Essentially, flavored butter. In old-school steak houses, this might mean a slowly melting, herby medallion atop a ribeye. But if you DIY, the sky's the limit. Use plastic wrap to shape into small logs and freeze; slice whenever your steak (or pasta or rice or broccoli) wants a pick-me-up.
The name says it all: whipped, while nitrogen gas or air is added. What it doesn't say is that this turns into up to 60 percent of the final volume. Translation: 1 cup unsalted butter weighs 8 ounces; 1 cup whipped butter, depending on the brand, will likely weigh less than 6 ounces. Which means you're paying for air. If you prefer the texture for toast, whip away. But don't cook or bake with this.
Some people say this is synonymous with clarified. Others say it's synonymous with melted. Either way, you'll usually find it hanging out in tiny, plastic cups at seafood shacks, for lobster claw dunking and the like.
Butter, sans water and milk solids—wait, except, isn't butter pretty much just fat, water, and milk solids? Ding, ding! Which means clarified butter is pure fat. This extends its shelf life and increases its smoke point to over 400°F. It's a must for classic French hollandaise. Or just a handy trick for extra-buttery popcorn (start the kernels in clarified butter, then add more clarified butter at the end). Caveat: It becomes grainy when chilled, so this is a cooker, not a spreader.
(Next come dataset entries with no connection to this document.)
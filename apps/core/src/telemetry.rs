//! Tracing subscriber setup shared by the binary and embedding services.

use serde::{Deserialize, Serialize};
use std::fmt;
use std::str::FromStr;
use tracing_subscriber::{fmt as subscriber_fmt, EnvFilter};

use crate::error::AppError;

/// Filter used when `RUST_LOG` is not set.
pub const DEFAULT_FILTER: &str = "sitechat_core=info,sitechat=info";

#[derive(Debug, Clone, Copy, Default, PartialEq, Eq, Serialize, Deserialize, clap::ValueEnum)]
#[serde(rename_all = "lowercase")]
pub enum LogFormat {
    /// Human-readable lines
    #[default]
    Text,
    /// One JSON object per event
    Json,
}

impl fmt::Display for LogFormat {
    fn fmt(&self, f: &mut fmt::Formatter<'_>) -> fmt::Result {
        match self {
            LogFormat::Text => write!(f, "text"),
            LogFormat::Json => write!(f, "json"),
        }
    }
}

impl FromStr for LogFormat {
    type Err = AppError;

    fn from_str(s: &str) -> Result<Self, Self::Err> {
        match s.trim().to_ascii_lowercase().as_str() {
            "text" => Ok(LogFormat::Text),
            "json" => Ok(LogFormat::Json),
            other => Err(AppError::Config(format!(
                "Unknown log format '{}', expected text or json",
                other
            ))),
        }
    }
}

/// Install the global subscriber. `RUST_LOG` wins over `default_filter`.
///
/// Fails if a subscriber is already installed.
pub fn init(format: LogFormat, default_filter: &str) -> Result<(), AppError> {
    let env_filter =
        EnvFilter::try_from_default_env().unwrap_or_else(|_| EnvFilter::new(default_filter));

    let result = match format {
        LogFormat::Text => subscriber_fmt()
            .with_env_filter(env_filter)
            .with_target(false)
            .with_writer(std::io::stderr)
            .try_init(),
        LogFormat::Json => subscriber_fmt()
            .json()
            .with_env_filter(env_filter)
            .with_writer(std::io::stderr)
            .try_init(),
    };

    result.map_err(|e| AppError::Internal(format!("Failed to initialize logging: {}", e)))
}

#[cfg(test)]
mod tests {
    use super::*;

    #[test]
    fn test_log_format_parsing() {
        assert_eq!("JSON".parse::<LogFormat>().unwrap(), LogFormat::Json);
        assert_eq!(" text ".parse::<LogFormat>().unwrap(), LogFormat::Text);
        assert!(matches!("xml".parse::<LogFormat>(), Err(AppError::Config(_))));
        assert_eq!(LogFormat::Json.to_string(), "json");
    }
}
And because its other components are gone with the wind, it is not baking-friendly, either. I like Marion Cunningham's method from The Fannie Farmer Cookbook: Melt butter in a big glass measuring cup in a warm oven. Strain the clear liquid on top through a cheesecloth.
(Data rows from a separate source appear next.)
//! Chat request log.
//!
//! Widgets submit the details a visitor left in the chat (a booking, a call
//! back). Website owners list them, move them through their status and read
//! per-status counts.

use chrono::Utc;
use serde::{Deserialize, Serialize};
use std::sync::Arc;
use tracing::{info, instrument};
use uuid::Uuid;

use crate::error::AppError;
use crate::models::{ChatRequestRecord, ChatRequestStatus, NewChatRequest};
use crate::store::{chat_request_not_found, ChatRequestStore};

/// Page size when a listing names no limit.
pub const DEFAULT_LIST_LIMIT: usize = 100;

/// Page size of the per-website and per-key listings.
pub const SCOPED_LIST_LIMIT: usize = 50;

/// Records scanned when computing statistics.
const STATS_SAMPLE: usize = 1000;

/// Records shown in the `recent` slice of the statistics.
const RECENT_COUNT: usize = 10;

/// Listing query. Only the first of backend key, website and status that is
/// set narrows the result.
#[derive(Debug, Clone, Default, Deserialize)]
#[serde(rename_all = "camelCase")]
pub struct ChatRequestFilter {
    #[serde(default)]
    pub backend_api_key: Option<String>,
    #[serde(default)]
    pub website_id: Option<String>,
    #[serde(default)]
    pub status: Option<ChatRequestStatus>,
    #[serde(default)]
    pub limit: Option<usize>,
}

impl ChatRequestFilter {
    fn selects(&self, record: &ChatRequestRecord) -> bool {
        if let Some(key) = non_blank(&self.backend_api_key) {
            record.backend_api_key == key
        } else if let Some(website_id) = non_blank(&self.website_id) {
            record.website_id == website_id
        } else if let Some(status) = self.status {
            record.status == status
        } else {
            true
        }
    }
}

/// Counts per status plus the newest records.
#[derive(Debug, Clone, PartialEq, Serialize)]
pub struct ChatStats {
    pub total: usize,
    pub pending: usize,
    pub confirmed: usize,
    pub cancelled: usize,
    pub completed: usize,
    pub recent: Vec<ChatRequestRecord>,
}

impl ChatStats {
    fn from_records(records: Vec<ChatRequestRecord>) -> Self {
        let count =
            |status: ChatRequestStatus| records.iter().filter(|r| r.status == status).count();
        Self {
            total: records.len(),
            pending: count(ChatRequestStatus::Pending),
            confirmed: count(ChatRequestStatus::Confirmed),
            cancelled: count(ChatRequestStatus::Cancelled),
            completed: count(ChatRequestStatus::Completed),
            recent: records.iter().take(RECENT_COUNT).cloned().collect(),
        }
    }
}

pub struct ChatRequestService<S: ChatRequestStore> {
    store: Arc<S>,
}

impl<S: ChatRequestStore> Clone for ChatRequestService<S> {
    fn clone(&self) -> Self {
        Self {
            store: Arc::clone(&self.store),
        }
    }
}

impl<S: ChatRequestStore> ChatRequestService<S> {
    pub fn new(store: Arc<S>) -> Self {
        Self { store }
    }

    #[instrument(skip(self, request), fields(website_id = %request.website_id, backend_key = %masked(&request.backend_api_key)))]
    pub async fn create(&self, request: NewChatRequest) -> Result<ChatRequestRecord, AppError> {
        let record = self.store.insert(request.into_record()?).await?;
        info!("Logged chat request {} ({})", record.id, record.status);
        Ok(record)
    }

    /// Newest first, narrowed by the filter and cut to its limit.
    pub async fn list(&self, filter: &ChatRequestFilter) -> Result<Vec<ChatRequestRecord>, AppError> {
        let limit = filter.limit.unwrap_or(DEFAULT_LIST_LIMIT);
        Ok(self
            .store
            .list()
            .await?
            .into_iter()
            .filter(|record| filter.selects(record))
            .take(limit)
            .collect())
    }

    pub async fn list_by_website(
        &self,
        website_id: &str,
        limit: Option<usize>,
    ) -> Result<Vec<ChatRequestRecord>, AppError> {
        self.list(&ChatRequestFilter {
            website_id: Some(website_id.to_string()),
            limit: Some(limit.unwrap_or(SCOPED_LIST_LIMIT)),
            ..Default::default()
        })
        .await
    }

    pub async fn list_by_backend_api_key(
        &self,
        backend_api_key: &str,
        limit: Option<usize>,
    ) -> Result<Vec<ChatRequestRecord>, AppError> {
        self.list(&ChatRequestFilter {
            backend_api_key: Some(backend_api_key.to_string()),
            limit: Some(limit.unwrap_or(SCOPED_LIST_LIMIT)),
            ..Default::default()
        })
        .await
    }

    pub async fn get(&self, id: Uuid) -> Result<ChatRequestRecord, AppError> {
        self.store.get(id).await?.ok_or_else(chat_request_not_found)
    }

    /// Sets the status from its wire name. The name is checked before the
    /// record is looked up.
    #[instrument(skip(self))]
    pub async fn update_status(&self, id: Uuid, status: &str) -> Result<ChatRequestRecord, AppError> {
        let status: ChatRequestStatus = status.parse()?;
        let mut record = self.get(id).await?;
        record.status = status;
        record.updated_at = Utc::now();
        let record = self.store.update(record).await?;
        info!("Chat request {} is now {}", record.id, record.status);
        Ok(record)
    }

    #[instrument(skip(self))]
    pub async fn delete(&self, id: Uuid) -> Result<ChatRequestRecord, AppError> {
        self.store.delete(id).await
    }

    /// Statistics over the newest records. Website and backend key both
    /// narrow the sample when given.
    pub async fn stats(
        &self,
        website_id: Option<&str>,
        backend_api_key: Option<&str>,
    ) -> Result<ChatStats, AppError> {
        let website_id = website_id.map(str::trim).filter(|w| !w.is_empty());
        let backend_api_key = backend_api_key.map(str::trim).filter(|k| !k.is_empty());

        let records: Vec<ChatRequestRecord> = self
            .store
            .list()
            .await?
            .into_iter()
            .take(STATS_SAMPLE)
            .filter(|r| backend_api_key.map_or(true, |key| r.backend_api_key == key))
            .filter(|r| website_id.map_or(true, |id| r.website_id == id))
            .collect();

        Ok(ChatStats::from_records(records))
    }
}

fn non_blank(value: &Option<String>) -> Option<&str> {
    value.as_deref().map(str::trim).filter(|v| !v.is_empty())
}

/// Last four characters of a key, for logs.
fn masked(key: &str) -> String {
    let tail: String = key
        .chars()
        .rev()
        .take(4)
        .collect::<Vec<_>>()
        .into_iter()
        .rev()
        .collect();
    format!("***{}", tail)
}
Not quite the same as clarified, though many assume it is. Ghee is a type of clarified butter—so, same longer shelf life and higher smoke point. It originated in India and is integral to the country's cuisine. To make ghee, you start out the same as clarified butter—by melting—but take it farther, so the milk solids start to brown, then strain. This creates a rich, nutty flavor.
The French know this as beurre noisette, or hazelnut butter. Not because it contains any hazelnuts, but because it smells like them. The process here is similar to ghee—melt butter until the milk solids fall to the bottom of the pan, then begin to toast—but instead of straining, you keep them around for all their flavor. Just be mindful of timing, since butter goes from brown to burnt in an eye-blink. Keep a cool, heatproof vessel nearby to pour the butter into to halt the cooking.
I would be remiss to not mention my favorite kind of butter—my cat, Butter! Sweet, sometimes salty, depending on the day. You can't turn her into pound cake or spread her on toast, but she sure is cute!
Note: If you feel like we could talk about this forever—and we could!—check out Butter: A Rich History by Elaine Khosrova. It covers all this and so much more.